## ACTIVITY
Where does "nameservers" appear in the data? Return each line that holds it.

## RECORDS SHOWN

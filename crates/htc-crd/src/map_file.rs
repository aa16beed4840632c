//! Map file CRD, one per rendered HAProxy map

use kube::CustomResource;
use schemars::JsonSchema;
use serde::{Deserialize, Serialize};

use crate::deployment::DeploymentStatus;

/// Spec of the `HAProxyMapFile` custom resource.
#[derive(CustomResource, Deserialize, Serialize, Clone, Debug, JsonSchema)]
#[kube(
    group = "haproxy-template-ic.github.io",
    version = "v1alpha1",
    kind = "HAProxyMapFile",
    plural = "haproxymapfiles",
    namespaced
)]
#[kube(status = "HAProxyMapFileStatus")]
#[serde(rename_all = "camelCase")]
pub struct HAProxyMapFileSpec {
    /// Map name as referenced from the HAProxy configuration
    pub map_name: String,
    /// Path of the map file on the HAProxy pods
    pub path: String,
    /// Ordered map entries (first match wins in HAProxy)
    #[serde(default)]
    pub entries: Vec<MapEntry>,
    /// `sha256:<hex>` of the rendered file content
    pub checksum: String,
}

/// One `key value` line of a map file.
#[derive(Deserialize, Serialize, Clone, Debug, Default, JsonSchema, PartialEq)]
#[serde(rename_all = "camelCase")]
pub struct MapEntry {
    /// Lookup key
    pub key: String,
    /// Mapped value
    pub value: String,
}

/// Status of a `HAProxyMapFile`.
#[derive(Deserialize, Serialize, Clone, Debug, Default, JsonSchema, PartialEq)]
#[serde(rename_all = "camelCase")]
pub struct HAProxyMapFileStatus {
    /// Per-pod deployment records, cross-updated with the owning config
    #[serde(default)]
    pub deployed_to_pods: Vec<DeploymentStatus>,
}

/// Parse rendered map content into entries. Blank lines and `#` comments
/// are skipped; the first whitespace splits key from value.
pub fn parse_entries(content: &str) -> Vec<MapEntry> {
    content
        .lines()
        .map(str::trim)
        .filter(|line| !line.is_empty() && !line.starts_with('#'))
        .map(|line| match line.split_once(char::is_whitespace) {
            Some((key, value)) => MapEntry {
                key: key.to_string(),
                value: value.trim().to_string(),
            },
            None => MapEntry { key: line.to_string(), value: String::new() },
        })
        .collect()
}

#[cfg(test)]
mod tests {
    use super::*;

    #[test]
    fn parses_key_value_lines() {
        let entries = parse_entries("# hosts\nexample.com be_web\n\napi.example.com   be_api\n");
        assert_eq!(entries.len(), 2);
        assert_eq!(entries[0], MapEntry { key: "example.com".into(), value: "be_web".into() });
        assert_eq!(entries[1], MapEntry { key: "api.example.com".into(), value: "be_api".into() });
    }

    #[test]
    fn key_only_lines_get_empty_value() {
        let entries = parse_entries("standalone\n");
        assert_eq!(entries[0], MapEntry { key: "standalone".into(), value: String::new() });
    }
}
//! Live-vs-desired comparison
//!
//! Produces the minimal ordered operation plan that converges live state to
//! the desired parsed configuration. Named collections (frontends,
//! backends, servers, binds, ...) compare by name; rules, ACLs and other
//! sequences compare index-wise because position is semantic. Anything the
//! structured model cannot express flips `requires_raw`.

use htc_haproxy::model::*;
use htc_haproxy::to_api_model;
use serde::Serialize;
use tracing::error;

use crate::plan::{rank, OpKind, Operation, Plan};

trait Named {
    fn element_name(&self) -> &str;
}

macro_rules! named {
    ($($ty:ty => $field:ident),* $(,)?) => {
        $(impl Named for $ty {
            fn element_name(&self) -> &str {
                &self.$field
            }
        })*
    };
}

named! {
    Frontend => name,
    Backend => name,
    Server => name,
    Bind => name,
    Nameserver => name,
    PeerEntry => name,
    MailerEntry => name,
    Group => name,
    User => username,
    ServerTemplate => prefix,
}

/// Compare desired against live configuration.
pub fn compare(desired: &Config, live: &Config) -> Plan {
    let mut plan = Plan::default();
    plan.requires_raw = desired.has_unstructured_directives() || aux_has_extras(desired);

    // Singletons.
    singleton(&mut plan, "global", &sans(&desired.global, |g| g.extras.clear()), &sans(&live.global, |g| g.extras.clear()));
    singleton(&mut plan, "defaults", &sans(&desired.defaults, |d| d.extras.clear()), &sans(&live.defaults, |d| d.extras.clear()));

    compare_backends(&mut plan, desired, live);
    compare_frontends(&mut plan, desired, live);
    compare_aux(&mut plan, desired, live);

    plan.finish();
    plan
}

fn aux_has_extras(config: &Config) -> bool {
    config.resolvers.iter().any(|s| !s.extras.is_empty())
        || config.peers.iter().any(|s| !s.extras.is_empty())
        || config.caches.iter().any(|s| !s.extras.is_empty())
        || config.mailers.iter().any(|s| !s.extras.is_empty())
        || config.rings.iter().any(|s| !s.extras.is_empty())
        || config.programs.iter().any(|s| !s.extras.is_empty())
        || config.fcgi_apps.iter().any(|s| !s.extras.is_empty())
        || config.crt_stores.iter().any(|s| !s.extras.is_empty())
        || config.log_forwards.iter().any(|s| !s.extras.is_empty())
}

fn sans<T: Clone>(value: &T, clear: impl FnOnce(&mut T)) -> T {
    let mut copy = value.clone();
    clear(&mut copy);
    copy
}

fn singleton<T: PartialEq + Serialize>(plan: &mut Plan, path: &str, desired: &T, live: &T) {
    if desired != live {
        push(plan, OpKind::Update, path.to_string(), Some(desired), rank::SINGLETON, path);
    }
}

fn frontend_shell(frontend: &Frontend) -> Frontend {
    sans(frontend, |f| {
        f.binds.clear();
        f.acls.clear();
        f.http_request_rules.clear();
        f.http_response_rules.clear();
        f.tcp_request_rules.clear();
        f.backend_switching_rules.clear();
        f.captures.clear();
        f.filters.clear();
        f.log_targets.clear();
        f.extras.clear();
    })
}

fn backend_shell(backend: &Backend) -> Backend {
    sans(backend, |b| {
        b.servers.clear();
        b.server_templates.clear();
        b.acls.clear();
        b.http_request_rules.clear();
        b.http_response_rules.clear();
        b.http_checks.clear();
        b.filters.clear();
        b.log_targets.clear();
        b.extras.clear();
    })
}

fn compare_frontends(plan: &mut Plan, desired: &Config, live: &Config) {
    for gone in missing_names(&live.frontends, &desired.frontends) {
        push::<()>(
            plan,
            OpKind::Delete,
            format!("frontends/{gone}"),
            None,
            rank::FRONTEND_DELETE,
            &format!("frontend {gone}"),
        );
    }
    for frontend in &desired.frontends {
        match find(&live.frontends, &frontend.name) {
            None => {
                push(
                    plan,
                    OpKind::Create,
                    "frontends".to_string(),
                    Some(&frontend_shell(frontend)),
                    rank::FRONTEND_UPSERT,
                    &format!("frontend {}", frontend.name),
                );
                frontend_children(plan, frontend, &Frontend::default());
            }
            Some(live_frontend) => {
                if frontend_shell(frontend) != frontend_shell(live_frontend) {
                    push(
                        plan,
                        OpKind::Update,
                        format!("frontends/{}", frontend.name),
                        Some(&frontend_shell(frontend)),
                        rank::FRONTEND_UPSERT,
                        &format!("frontend {}", frontend.name),
                    );
                }
                frontend_children(plan, frontend, live_frontend);
            }
        }
    }
}

fn frontend_children(plan: &mut Plan, desired: &Frontend, live: &Frontend) {
    let base = format!("frontends/{}", desired.name);
    diff_named(
        plan,
        &desired.binds,
        &live.binds,
        &format!("{base}/binds"),
        rank::FRONTEND_CHILD_UPSERT,
        rank::FRONTEND_CHILD_DELETE,
        "bind",
    );
    diff_ordered(plan, &desired.acls, &live.acls, &format!("{base}/acls"), rank::FRONTEND_CHILD_UPSERT, rank::FRONTEND_CHILD_DELETE, "acl");
    diff_ordered(
        plan,
        &desired.http_request_rules,
        &live.http_request_rules,
        &format!("{base}/http_request_rules"),
        rank::FRONTEND_CHILD_UPSERT,
        rank::FRONTEND_CHILD_DELETE,
        "http-request rule",
    );
    diff_ordered(
        plan,
        &desired.http_response_rules,
        &live.http_response_rules,
        &format!("{base}/http_response_rules"),
        rank::FRONTEND_CHILD_UPSERT,
        rank::FRONTEND_CHILD_DELETE,
        "http-response rule",
    );
    diff_ordered(
        plan,
        &desired.tcp_request_rules,
        &live.tcp_request_rules,
        &format!("{base}/tcp_request_rules"),
        rank::FRONTEND_CHILD_UPSERT,
        rank::FRONTEND_CHILD_DELETE,
        "tcp-request rule",
    );
    diff_ordered(
        plan,
        &desired.backend_switching_rules,
        &live.backend_switching_rules,
        &format!("{base}/backend_switching_rules"),
        rank::FRONTEND_CHILD_UPSERT,
        rank::FRONTEND_CHILD_DELETE,
        "use_backend rule",
    );
    diff_ordered(plan, &desired.captures, &live.captures, &format!("{base}/captures"), rank::FRONTEND_CHILD_UPSERT, rank::FRONTEND_CHILD_DELETE, "capture");
    diff_ordered(plan, &desired.filters, &live.filters, &format!("{base}/filters"), rank::FRONTEND_CHILD_UPSERT, rank::FRONTEND_CHILD_DELETE, "filter");
    diff_ordered(plan, &desired.log_targets, &live.log_targets, &format!("{base}/log_targets"), rank::FRONTEND_CHILD_UPSERT, rank::FRONTEND_CHILD_DELETE, "log target");
}

fn compare_backends(plan: &mut Plan, desired: &Config, live: &Config) {
    for gone in missing_names(&live.backends, &desired.backends) {
        push::<()>(
            plan,
            OpKind::Delete,
            format!("backends/{gone}"),
            None,
            rank::BACKEND_DELETE,
            &format!("backend {gone}"),
        );
    }
    for backend in &desired.backends {
        match find(&live.backends, &backend.name) {
            None => {
                push(
                    plan,
                    OpKind::Create,
                    "backends".to_string(),
                    Some(&backend_shell(backend)),
                    rank::BACKEND_UPSERT,
                    &format!("backend {}", backend.name),
                );
                backend_children(plan, backend, &Backend::default());
            }
            Some(live_backend) => {
                if backend_shell(backend) != backend_shell(live_backend) {
                    push(
                        plan,
                        OpKind::Update,
                        format!("backends/{}", backend.name),
                        Some(&backend_shell(backend)),
                        rank::BACKEND_UPSERT,
                        &format!("backend {}", backend.name),
                    );
                }
                backend_children(plan, backend, live_backend);
            }
        }
    }
}

fn backend_children(plan: &mut Plan, desired: &Backend, live: &Backend) {
    let base = format!("backends/{}", desired.name);
    diff_named(
        plan,
        &desired.servers,
        &live.servers,
        &format!("{base}/servers"),
        rank::BACKEND_CHILD,
        rank::BACKEND_CHILD,
        "server",
    );
    diff_named(
        plan,
        &desired.server_templates,
        &live.server_templates,
        &format!("{base}/server_templates"),
        rank::BACKEND_CHILD,
        rank::BACKEND_CHILD,
        "server-template",
    );
    diff_ordered(plan, &desired.acls, &live.acls, &format!("{base}/acls"), rank::BACKEND_CHILD, rank::BACKEND_CHILD, "acl");
    diff_ordered(
        plan,
        &desired.http_request_rules,
        &live.http_request_rules,
        &format!("{base}/http_request_rules"),
        rank::BACKEND_CHILD,
        rank::BACKEND_CHILD,
        "http-request rule",
    );
    diff_ordered(
        plan,
        &desired.http_response_rules,
        &live.http_response_rules,
        &format!("{base}/http_response_rules"),
        rank::BACKEND_CHILD,
        rank::BACKEND_CHILD,
        "http-response rule",
    );
    diff_ordered(plan, &desired.http_checks, &live.http_checks, &format!("{base}/http_checks"), rank::BACKEND_CHILD, rank::BACKEND_CHILD, "http-check");
    diff_ordered(plan, &desired.filters, &live.filters, &format!("{base}/filters"), rank::BACKEND_CHILD, rank::BACKEND_CHILD, "filter");
    diff_ordered(plan, &desired.log_targets, &live.log_targets, &format!("{base}/log_targets"), rank::BACKEND_CHILD, rank::BACKEND_CHILD, "log target");
}

fn compare_aux(plan: &mut Plan, desired: &Config, live: &Config) {
    // Sections with managed child collections.
    aux_named(plan, &desired.resolvers, &live.resolvers, "resolvers", |plan, section, live_section| {
        diff_named(
            plan,
            &section.nameservers,
            &live_section.nameservers,
            &format!("resolvers/{}/nameservers", section.name),
            rank::AUX_UPSERT,
            rank::AUX_UPSERT,
            "nameserver",
        );
    });
    aux_named(plan, &desired.peers, &live.peers, "peers", |plan, section, live_section| {
        diff_named(
            plan,
            &section.peer_entries,
            &live_section.peer_entries,
            &format!("peers/{}/peer_entries", section.name),
            rank::AUX_UPSERT,
            rank::AUX_UPSERT,
            "peer",
        );
    });
    aux_named(plan, &desired.mailers, &live.mailers, "mailers", |plan, section, live_section| {
        diff_named(
            plan,
            &section.mailer_entries,
            &live_section.mailer_entries,
            &format!("mailers/{}/mailer_entries", section.name),
            rank::AUX_UPSERT,
            rank::AUX_UPSERT,
            "mailer",
        );
    });

    // Whole-body sections.
    whole_aux(plan, &desired.caches, &live.caches, "caches");
    whole_aux(plan, &desired.userlists, &live.userlists, "userlists");
    whole_aux(plan, &desired.rings, &live.rings, "rings");
    whole_aux(plan, &desired.programs, &live.programs, "programs");
    whole_aux(plan, &desired.fcgi_apps, &live.fcgi_apps, "fcgi_apps");
    whole_aux(plan, &desired.crt_stores, &live.crt_stores, "crt_stores");
    whole_aux(plan, &desired.http_errors_sections, &live.http_errors_sections, "http_errors_sections");
    whole_aux(plan, &desired.log_forwards, &live.log_forwards, "log_forwards");
}

trait SectionName {
    fn section_name(&self) -> &str;
}

macro_rules! section_name {
    ($($ty:ty),* $(,)?) => {
        $(impl SectionName for $ty {
            fn section_name(&self) -> &str {
                &self.name
            }
        })*
    };
}

section_name!(Resolvers, Peers, Mailers, Cache, Userlist, Ring, Program, FcgiApp, CrtStore, HttpErrorsSection, LogForward);

fn aux_named<T, F>(plan: &mut Plan, desired: &[T], live: &[T], collection: &str, mut children: F)
where
    T: SectionName + Clone + PartialEq + Serialize + Default,
    F: FnMut(&mut Plan, &T, &T),
{
    for gone in live
        .iter()
        .filter(|l| !desired.iter().any(|d| d.section_name() == l.section_name()))
    {
        push::<()>(
            plan,
            OpKind::Delete,
            format!("{collection}/{}", gone.section_name()),
            None,
            rank::AUX_DELETE,
            &format!("{collection} {}", gone.section_name()),
        );
    }
    for section in desired {
        match live.iter().find(|l| l.section_name() == section.section_name()) {
            None => {
                push(
                    plan,
                    OpKind::Create,
                    collection.to_string(),
                    Some(section),
                    rank::AUX_UPSERT,
                    &format!("{collection} {}", section.section_name()),
                );
                children(plan, section, &T::default());
            }
            Some(live_section) => {
                children(plan, section, live_section);
            }
        }
    }
}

## TASK OUTPUT
            &section.nameservers,
            &live_section.nameservers,
            &format!("resolvers/{}/nameservers", section.name),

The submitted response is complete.